EXERCISE: The answer is to be an exact copy of the lines below running from the line with "pub fn init(&self)" down to the line with "let region = self.config.remote_region();", both ends included, and nothing more.

+-------+

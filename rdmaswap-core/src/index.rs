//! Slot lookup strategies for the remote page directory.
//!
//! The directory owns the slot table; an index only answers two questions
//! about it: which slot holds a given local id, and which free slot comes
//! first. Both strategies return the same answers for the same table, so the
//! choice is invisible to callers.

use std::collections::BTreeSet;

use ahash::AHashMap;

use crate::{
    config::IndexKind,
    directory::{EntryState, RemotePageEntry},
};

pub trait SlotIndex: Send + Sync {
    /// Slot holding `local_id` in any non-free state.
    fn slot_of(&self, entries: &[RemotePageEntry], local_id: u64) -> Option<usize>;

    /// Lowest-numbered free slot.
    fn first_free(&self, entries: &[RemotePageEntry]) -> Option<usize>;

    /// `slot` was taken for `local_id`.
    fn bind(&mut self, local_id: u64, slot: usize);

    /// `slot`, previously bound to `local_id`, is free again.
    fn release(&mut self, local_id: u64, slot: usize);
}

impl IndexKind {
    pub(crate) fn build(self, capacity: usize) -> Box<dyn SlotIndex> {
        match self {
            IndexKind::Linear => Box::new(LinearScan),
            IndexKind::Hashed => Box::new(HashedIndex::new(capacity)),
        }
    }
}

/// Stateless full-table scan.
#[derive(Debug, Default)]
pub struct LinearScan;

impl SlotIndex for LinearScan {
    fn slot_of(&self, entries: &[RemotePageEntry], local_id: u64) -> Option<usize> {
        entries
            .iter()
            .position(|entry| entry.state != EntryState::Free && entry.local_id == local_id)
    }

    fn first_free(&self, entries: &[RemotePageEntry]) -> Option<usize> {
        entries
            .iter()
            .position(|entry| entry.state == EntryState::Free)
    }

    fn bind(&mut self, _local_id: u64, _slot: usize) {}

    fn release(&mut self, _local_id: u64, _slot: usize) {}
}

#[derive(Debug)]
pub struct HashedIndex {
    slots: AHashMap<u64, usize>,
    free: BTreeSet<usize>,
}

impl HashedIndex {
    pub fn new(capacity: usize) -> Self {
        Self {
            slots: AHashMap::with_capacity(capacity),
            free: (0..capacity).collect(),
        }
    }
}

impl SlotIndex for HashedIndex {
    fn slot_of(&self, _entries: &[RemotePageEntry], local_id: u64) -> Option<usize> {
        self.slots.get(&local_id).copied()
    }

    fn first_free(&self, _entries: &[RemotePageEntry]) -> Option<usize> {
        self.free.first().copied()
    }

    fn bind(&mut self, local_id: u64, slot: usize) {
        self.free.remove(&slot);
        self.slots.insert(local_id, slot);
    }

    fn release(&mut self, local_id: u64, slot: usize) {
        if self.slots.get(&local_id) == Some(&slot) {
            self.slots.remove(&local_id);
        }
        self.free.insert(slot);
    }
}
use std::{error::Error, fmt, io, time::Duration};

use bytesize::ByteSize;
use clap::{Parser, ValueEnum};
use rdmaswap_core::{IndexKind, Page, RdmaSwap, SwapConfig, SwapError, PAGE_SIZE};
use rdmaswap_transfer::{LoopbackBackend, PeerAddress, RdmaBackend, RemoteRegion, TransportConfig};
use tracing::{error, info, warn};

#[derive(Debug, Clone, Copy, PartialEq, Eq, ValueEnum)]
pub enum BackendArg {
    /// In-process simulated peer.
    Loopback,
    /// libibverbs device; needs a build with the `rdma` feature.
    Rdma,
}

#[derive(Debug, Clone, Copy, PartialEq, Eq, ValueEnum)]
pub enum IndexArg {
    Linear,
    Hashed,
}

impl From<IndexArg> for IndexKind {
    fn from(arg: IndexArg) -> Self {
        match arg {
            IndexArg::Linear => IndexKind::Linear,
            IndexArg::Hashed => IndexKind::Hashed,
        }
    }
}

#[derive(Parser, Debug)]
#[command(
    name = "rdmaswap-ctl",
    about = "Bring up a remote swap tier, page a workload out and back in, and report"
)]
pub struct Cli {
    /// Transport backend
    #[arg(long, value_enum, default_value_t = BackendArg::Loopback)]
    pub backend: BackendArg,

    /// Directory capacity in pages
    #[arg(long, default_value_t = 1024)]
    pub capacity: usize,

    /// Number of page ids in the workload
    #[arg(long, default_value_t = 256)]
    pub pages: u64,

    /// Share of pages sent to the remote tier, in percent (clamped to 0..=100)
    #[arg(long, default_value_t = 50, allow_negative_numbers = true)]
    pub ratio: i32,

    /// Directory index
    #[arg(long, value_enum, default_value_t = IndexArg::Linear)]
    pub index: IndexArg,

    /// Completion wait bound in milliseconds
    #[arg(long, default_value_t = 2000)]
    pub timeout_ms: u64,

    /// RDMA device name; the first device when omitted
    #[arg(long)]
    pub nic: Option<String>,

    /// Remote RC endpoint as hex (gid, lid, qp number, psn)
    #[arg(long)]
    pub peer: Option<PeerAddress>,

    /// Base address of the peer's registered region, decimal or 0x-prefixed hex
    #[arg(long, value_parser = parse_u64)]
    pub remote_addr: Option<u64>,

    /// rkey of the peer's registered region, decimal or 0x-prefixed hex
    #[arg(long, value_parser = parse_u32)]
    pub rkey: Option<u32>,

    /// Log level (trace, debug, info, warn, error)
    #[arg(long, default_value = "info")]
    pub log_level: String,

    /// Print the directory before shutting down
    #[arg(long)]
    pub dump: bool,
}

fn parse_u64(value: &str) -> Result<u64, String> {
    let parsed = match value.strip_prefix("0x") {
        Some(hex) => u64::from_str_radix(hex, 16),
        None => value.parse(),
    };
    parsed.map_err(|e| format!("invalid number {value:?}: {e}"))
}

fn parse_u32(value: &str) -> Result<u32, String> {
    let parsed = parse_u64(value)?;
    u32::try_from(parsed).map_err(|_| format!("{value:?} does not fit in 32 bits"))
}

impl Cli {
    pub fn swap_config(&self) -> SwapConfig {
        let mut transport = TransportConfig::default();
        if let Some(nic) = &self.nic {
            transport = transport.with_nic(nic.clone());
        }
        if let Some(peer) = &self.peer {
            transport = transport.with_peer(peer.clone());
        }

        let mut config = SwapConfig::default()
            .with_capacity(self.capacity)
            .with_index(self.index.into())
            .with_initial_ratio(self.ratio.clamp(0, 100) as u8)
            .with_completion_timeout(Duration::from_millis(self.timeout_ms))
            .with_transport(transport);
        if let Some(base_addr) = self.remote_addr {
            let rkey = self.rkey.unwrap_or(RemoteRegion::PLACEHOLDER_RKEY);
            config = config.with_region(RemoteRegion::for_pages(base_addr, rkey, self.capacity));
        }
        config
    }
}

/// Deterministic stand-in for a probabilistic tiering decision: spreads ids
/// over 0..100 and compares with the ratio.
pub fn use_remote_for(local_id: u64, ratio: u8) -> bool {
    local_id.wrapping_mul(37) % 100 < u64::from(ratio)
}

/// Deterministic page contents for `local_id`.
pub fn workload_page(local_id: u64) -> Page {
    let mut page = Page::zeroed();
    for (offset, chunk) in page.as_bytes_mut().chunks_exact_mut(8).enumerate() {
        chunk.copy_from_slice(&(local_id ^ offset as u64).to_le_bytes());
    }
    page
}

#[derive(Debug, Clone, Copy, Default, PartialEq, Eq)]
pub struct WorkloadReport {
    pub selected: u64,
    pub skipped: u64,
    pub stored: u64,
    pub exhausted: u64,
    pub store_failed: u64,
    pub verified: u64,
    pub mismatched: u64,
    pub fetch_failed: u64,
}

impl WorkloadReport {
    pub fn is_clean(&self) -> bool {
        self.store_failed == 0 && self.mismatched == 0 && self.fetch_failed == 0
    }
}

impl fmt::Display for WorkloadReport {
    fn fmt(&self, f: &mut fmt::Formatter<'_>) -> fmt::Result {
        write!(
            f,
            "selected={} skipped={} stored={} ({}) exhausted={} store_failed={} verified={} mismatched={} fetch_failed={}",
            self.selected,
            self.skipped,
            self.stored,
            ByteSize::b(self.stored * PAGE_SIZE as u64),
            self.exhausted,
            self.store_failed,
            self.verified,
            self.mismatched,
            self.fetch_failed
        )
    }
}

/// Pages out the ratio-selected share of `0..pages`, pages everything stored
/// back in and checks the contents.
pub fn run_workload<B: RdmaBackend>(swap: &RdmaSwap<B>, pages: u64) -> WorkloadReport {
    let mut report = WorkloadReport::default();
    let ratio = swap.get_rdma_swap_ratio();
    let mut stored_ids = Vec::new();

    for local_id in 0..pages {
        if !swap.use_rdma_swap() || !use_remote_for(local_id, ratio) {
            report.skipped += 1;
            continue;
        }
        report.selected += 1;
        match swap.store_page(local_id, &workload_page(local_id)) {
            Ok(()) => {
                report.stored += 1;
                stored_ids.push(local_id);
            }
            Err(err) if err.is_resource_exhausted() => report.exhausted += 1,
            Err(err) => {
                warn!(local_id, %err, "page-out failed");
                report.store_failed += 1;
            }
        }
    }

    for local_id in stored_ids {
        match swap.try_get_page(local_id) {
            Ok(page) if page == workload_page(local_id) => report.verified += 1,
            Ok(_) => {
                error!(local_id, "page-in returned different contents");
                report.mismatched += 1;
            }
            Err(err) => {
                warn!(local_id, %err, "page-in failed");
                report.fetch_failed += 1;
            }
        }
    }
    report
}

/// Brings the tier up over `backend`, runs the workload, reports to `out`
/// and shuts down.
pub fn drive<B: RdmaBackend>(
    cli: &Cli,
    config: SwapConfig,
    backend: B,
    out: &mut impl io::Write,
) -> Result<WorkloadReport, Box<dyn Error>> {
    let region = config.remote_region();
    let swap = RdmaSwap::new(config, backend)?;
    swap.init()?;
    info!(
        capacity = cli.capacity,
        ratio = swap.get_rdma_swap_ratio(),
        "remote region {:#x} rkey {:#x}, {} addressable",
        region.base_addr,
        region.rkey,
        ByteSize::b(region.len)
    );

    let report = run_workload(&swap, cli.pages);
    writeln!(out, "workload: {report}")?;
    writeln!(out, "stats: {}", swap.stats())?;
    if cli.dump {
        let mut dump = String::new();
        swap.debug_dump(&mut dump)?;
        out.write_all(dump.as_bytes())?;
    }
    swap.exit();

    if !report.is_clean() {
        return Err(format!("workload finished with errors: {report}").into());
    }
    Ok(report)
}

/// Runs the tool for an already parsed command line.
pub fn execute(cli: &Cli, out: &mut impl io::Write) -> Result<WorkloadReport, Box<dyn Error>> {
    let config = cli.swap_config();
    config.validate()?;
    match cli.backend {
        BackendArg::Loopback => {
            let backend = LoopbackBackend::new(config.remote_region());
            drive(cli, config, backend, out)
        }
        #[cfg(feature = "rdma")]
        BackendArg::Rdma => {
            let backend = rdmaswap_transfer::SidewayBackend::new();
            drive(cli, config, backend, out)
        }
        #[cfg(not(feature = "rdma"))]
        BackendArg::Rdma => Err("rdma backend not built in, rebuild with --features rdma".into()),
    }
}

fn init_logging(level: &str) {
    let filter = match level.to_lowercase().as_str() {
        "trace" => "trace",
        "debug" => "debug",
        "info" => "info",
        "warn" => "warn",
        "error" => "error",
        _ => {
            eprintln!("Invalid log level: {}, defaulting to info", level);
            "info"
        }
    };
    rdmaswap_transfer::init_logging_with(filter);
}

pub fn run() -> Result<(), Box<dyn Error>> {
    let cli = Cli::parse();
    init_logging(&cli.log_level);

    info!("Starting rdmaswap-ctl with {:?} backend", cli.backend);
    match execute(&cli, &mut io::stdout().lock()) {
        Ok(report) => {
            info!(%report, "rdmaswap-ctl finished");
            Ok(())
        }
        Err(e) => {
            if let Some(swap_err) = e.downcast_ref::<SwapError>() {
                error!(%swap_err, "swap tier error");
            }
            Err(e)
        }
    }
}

+-------+

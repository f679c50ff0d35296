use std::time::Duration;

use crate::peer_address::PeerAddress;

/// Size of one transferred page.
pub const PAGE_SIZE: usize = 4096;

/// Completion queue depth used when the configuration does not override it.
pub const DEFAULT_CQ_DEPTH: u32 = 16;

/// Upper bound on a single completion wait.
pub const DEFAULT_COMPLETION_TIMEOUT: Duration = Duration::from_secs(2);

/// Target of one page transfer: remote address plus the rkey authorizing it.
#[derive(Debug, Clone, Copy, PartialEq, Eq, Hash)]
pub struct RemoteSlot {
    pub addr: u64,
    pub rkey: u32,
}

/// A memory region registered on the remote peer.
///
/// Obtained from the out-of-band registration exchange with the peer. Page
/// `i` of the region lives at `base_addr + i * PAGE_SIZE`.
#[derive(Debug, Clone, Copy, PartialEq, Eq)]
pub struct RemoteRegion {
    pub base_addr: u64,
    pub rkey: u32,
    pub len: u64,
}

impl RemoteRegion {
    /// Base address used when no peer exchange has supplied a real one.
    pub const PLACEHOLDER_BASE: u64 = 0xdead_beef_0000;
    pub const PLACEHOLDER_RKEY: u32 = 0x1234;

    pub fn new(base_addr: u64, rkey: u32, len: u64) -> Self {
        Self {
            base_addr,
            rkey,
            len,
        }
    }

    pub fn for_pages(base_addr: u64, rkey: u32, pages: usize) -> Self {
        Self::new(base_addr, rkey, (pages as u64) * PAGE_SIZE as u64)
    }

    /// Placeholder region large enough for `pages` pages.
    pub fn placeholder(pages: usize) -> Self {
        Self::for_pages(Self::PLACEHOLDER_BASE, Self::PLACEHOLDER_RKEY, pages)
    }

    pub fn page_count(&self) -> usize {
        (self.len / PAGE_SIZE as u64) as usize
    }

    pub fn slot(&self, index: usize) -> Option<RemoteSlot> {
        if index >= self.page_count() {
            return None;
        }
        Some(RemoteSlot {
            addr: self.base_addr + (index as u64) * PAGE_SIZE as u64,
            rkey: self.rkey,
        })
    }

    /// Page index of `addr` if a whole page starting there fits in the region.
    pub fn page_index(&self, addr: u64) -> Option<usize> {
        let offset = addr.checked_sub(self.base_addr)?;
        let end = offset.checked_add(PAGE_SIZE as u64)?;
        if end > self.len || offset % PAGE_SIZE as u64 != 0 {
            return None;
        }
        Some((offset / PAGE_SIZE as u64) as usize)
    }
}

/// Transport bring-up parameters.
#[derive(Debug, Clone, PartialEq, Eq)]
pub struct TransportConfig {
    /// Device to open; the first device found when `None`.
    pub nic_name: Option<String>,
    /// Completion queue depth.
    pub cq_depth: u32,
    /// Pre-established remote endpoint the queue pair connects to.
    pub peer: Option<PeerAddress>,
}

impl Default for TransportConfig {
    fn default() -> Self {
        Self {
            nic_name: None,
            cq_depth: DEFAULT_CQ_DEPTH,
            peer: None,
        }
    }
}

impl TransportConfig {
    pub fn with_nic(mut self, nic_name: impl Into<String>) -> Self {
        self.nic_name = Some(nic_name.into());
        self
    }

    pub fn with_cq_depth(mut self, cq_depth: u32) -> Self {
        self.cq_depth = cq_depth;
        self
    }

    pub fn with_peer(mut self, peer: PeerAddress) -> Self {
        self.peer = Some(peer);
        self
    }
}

+-------+

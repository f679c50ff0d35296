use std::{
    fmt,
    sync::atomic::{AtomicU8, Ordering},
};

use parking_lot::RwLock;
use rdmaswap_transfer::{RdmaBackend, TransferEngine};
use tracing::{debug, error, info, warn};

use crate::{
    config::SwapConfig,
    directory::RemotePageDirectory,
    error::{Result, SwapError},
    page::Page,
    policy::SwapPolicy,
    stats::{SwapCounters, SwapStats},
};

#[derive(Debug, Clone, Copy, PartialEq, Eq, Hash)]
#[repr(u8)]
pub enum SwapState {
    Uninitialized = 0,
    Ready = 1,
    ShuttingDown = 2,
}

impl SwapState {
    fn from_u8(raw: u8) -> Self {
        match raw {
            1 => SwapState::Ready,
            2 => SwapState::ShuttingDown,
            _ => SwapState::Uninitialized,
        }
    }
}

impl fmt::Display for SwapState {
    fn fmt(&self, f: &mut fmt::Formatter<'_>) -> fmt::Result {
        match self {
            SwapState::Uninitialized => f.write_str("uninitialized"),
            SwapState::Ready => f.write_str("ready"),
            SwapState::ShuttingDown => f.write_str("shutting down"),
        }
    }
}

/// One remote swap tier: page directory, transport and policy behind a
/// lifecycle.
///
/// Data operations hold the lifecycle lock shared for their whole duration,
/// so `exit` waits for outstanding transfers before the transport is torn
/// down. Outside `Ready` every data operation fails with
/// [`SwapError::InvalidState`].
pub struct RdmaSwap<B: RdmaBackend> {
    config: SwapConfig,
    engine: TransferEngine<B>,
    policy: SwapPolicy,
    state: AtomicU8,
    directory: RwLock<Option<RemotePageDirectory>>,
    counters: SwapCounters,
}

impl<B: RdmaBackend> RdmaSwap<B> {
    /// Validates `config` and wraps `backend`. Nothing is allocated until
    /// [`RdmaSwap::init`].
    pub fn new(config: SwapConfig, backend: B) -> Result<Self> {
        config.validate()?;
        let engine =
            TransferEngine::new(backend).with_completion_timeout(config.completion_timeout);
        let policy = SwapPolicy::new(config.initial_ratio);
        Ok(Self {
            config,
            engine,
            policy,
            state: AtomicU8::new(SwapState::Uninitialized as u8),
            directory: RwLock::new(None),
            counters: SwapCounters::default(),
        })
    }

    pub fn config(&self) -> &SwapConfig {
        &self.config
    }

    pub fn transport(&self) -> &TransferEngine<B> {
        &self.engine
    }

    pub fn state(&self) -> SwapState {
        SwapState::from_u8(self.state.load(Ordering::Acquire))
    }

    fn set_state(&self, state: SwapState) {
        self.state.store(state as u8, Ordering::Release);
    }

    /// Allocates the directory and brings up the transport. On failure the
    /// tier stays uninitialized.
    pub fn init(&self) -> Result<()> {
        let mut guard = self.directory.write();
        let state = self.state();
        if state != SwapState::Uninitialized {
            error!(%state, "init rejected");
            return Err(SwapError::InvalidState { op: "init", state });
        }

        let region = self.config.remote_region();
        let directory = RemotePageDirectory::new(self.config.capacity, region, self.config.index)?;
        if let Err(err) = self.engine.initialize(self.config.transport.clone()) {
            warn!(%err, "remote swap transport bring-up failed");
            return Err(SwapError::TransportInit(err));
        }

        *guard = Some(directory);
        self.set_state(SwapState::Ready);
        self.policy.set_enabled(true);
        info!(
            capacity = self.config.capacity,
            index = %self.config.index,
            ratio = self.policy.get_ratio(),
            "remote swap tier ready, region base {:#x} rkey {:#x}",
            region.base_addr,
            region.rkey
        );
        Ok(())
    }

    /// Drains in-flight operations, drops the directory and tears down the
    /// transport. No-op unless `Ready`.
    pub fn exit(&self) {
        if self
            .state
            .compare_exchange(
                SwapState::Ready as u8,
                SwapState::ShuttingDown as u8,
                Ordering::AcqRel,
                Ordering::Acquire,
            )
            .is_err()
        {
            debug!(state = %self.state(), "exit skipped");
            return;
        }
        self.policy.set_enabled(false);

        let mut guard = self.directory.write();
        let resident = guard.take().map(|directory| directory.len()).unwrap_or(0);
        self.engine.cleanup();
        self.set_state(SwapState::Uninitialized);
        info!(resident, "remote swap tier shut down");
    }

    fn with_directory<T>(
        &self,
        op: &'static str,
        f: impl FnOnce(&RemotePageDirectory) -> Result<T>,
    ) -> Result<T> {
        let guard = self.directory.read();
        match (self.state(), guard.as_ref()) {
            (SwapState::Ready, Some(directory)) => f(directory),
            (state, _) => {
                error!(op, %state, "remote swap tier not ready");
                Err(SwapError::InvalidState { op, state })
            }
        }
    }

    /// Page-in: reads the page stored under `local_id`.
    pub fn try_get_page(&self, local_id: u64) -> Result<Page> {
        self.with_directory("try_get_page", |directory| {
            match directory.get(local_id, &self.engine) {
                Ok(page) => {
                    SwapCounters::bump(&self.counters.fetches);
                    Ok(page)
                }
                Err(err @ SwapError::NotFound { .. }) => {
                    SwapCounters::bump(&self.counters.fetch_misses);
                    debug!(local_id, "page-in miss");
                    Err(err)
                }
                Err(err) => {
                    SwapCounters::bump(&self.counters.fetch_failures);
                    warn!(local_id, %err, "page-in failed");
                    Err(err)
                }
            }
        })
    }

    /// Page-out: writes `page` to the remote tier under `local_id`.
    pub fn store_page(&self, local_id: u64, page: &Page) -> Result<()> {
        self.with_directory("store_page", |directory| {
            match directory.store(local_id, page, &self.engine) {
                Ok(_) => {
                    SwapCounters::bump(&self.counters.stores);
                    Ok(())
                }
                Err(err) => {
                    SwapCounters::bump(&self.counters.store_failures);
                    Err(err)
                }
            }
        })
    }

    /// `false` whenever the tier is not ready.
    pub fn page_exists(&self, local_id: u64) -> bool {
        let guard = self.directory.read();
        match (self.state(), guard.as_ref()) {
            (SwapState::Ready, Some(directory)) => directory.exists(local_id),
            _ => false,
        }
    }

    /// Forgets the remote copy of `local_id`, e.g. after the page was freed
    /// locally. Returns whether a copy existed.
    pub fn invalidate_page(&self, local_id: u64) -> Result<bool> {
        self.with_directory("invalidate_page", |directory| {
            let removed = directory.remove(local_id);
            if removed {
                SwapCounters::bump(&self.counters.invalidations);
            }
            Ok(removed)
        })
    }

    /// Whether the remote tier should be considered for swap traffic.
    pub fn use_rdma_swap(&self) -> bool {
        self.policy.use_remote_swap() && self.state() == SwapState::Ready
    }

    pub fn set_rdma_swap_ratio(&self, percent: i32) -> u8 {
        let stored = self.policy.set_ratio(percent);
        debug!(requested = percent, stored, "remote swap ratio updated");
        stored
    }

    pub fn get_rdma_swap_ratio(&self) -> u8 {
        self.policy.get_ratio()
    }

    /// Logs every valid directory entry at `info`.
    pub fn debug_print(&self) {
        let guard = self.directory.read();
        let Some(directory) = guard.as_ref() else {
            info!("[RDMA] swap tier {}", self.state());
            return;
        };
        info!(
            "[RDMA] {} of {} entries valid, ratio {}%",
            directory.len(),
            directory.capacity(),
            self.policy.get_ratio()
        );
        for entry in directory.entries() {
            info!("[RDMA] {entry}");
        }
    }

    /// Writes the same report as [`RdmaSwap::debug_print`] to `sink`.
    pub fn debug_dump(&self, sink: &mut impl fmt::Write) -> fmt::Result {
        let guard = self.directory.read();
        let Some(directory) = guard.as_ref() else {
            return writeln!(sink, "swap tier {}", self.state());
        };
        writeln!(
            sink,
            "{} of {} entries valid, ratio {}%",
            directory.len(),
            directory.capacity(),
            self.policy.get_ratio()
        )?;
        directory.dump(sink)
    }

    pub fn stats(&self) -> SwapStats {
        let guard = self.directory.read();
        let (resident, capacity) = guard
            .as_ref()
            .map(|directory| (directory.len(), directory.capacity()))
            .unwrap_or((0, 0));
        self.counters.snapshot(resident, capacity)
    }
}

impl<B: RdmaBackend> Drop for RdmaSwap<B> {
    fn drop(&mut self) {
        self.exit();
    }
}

+-------+

THE COMPLETED TASK:
    pub fn init(&self) -> Result<()> {
        let mut guard = self.directory.write();
        let state = self.state();
        if state != SwapState::Uninitialized {
            error!(%state, "init rejected");
            return Err(SwapError::InvalidState { op: "init", state });
        }

        let region = self.config.remote_region();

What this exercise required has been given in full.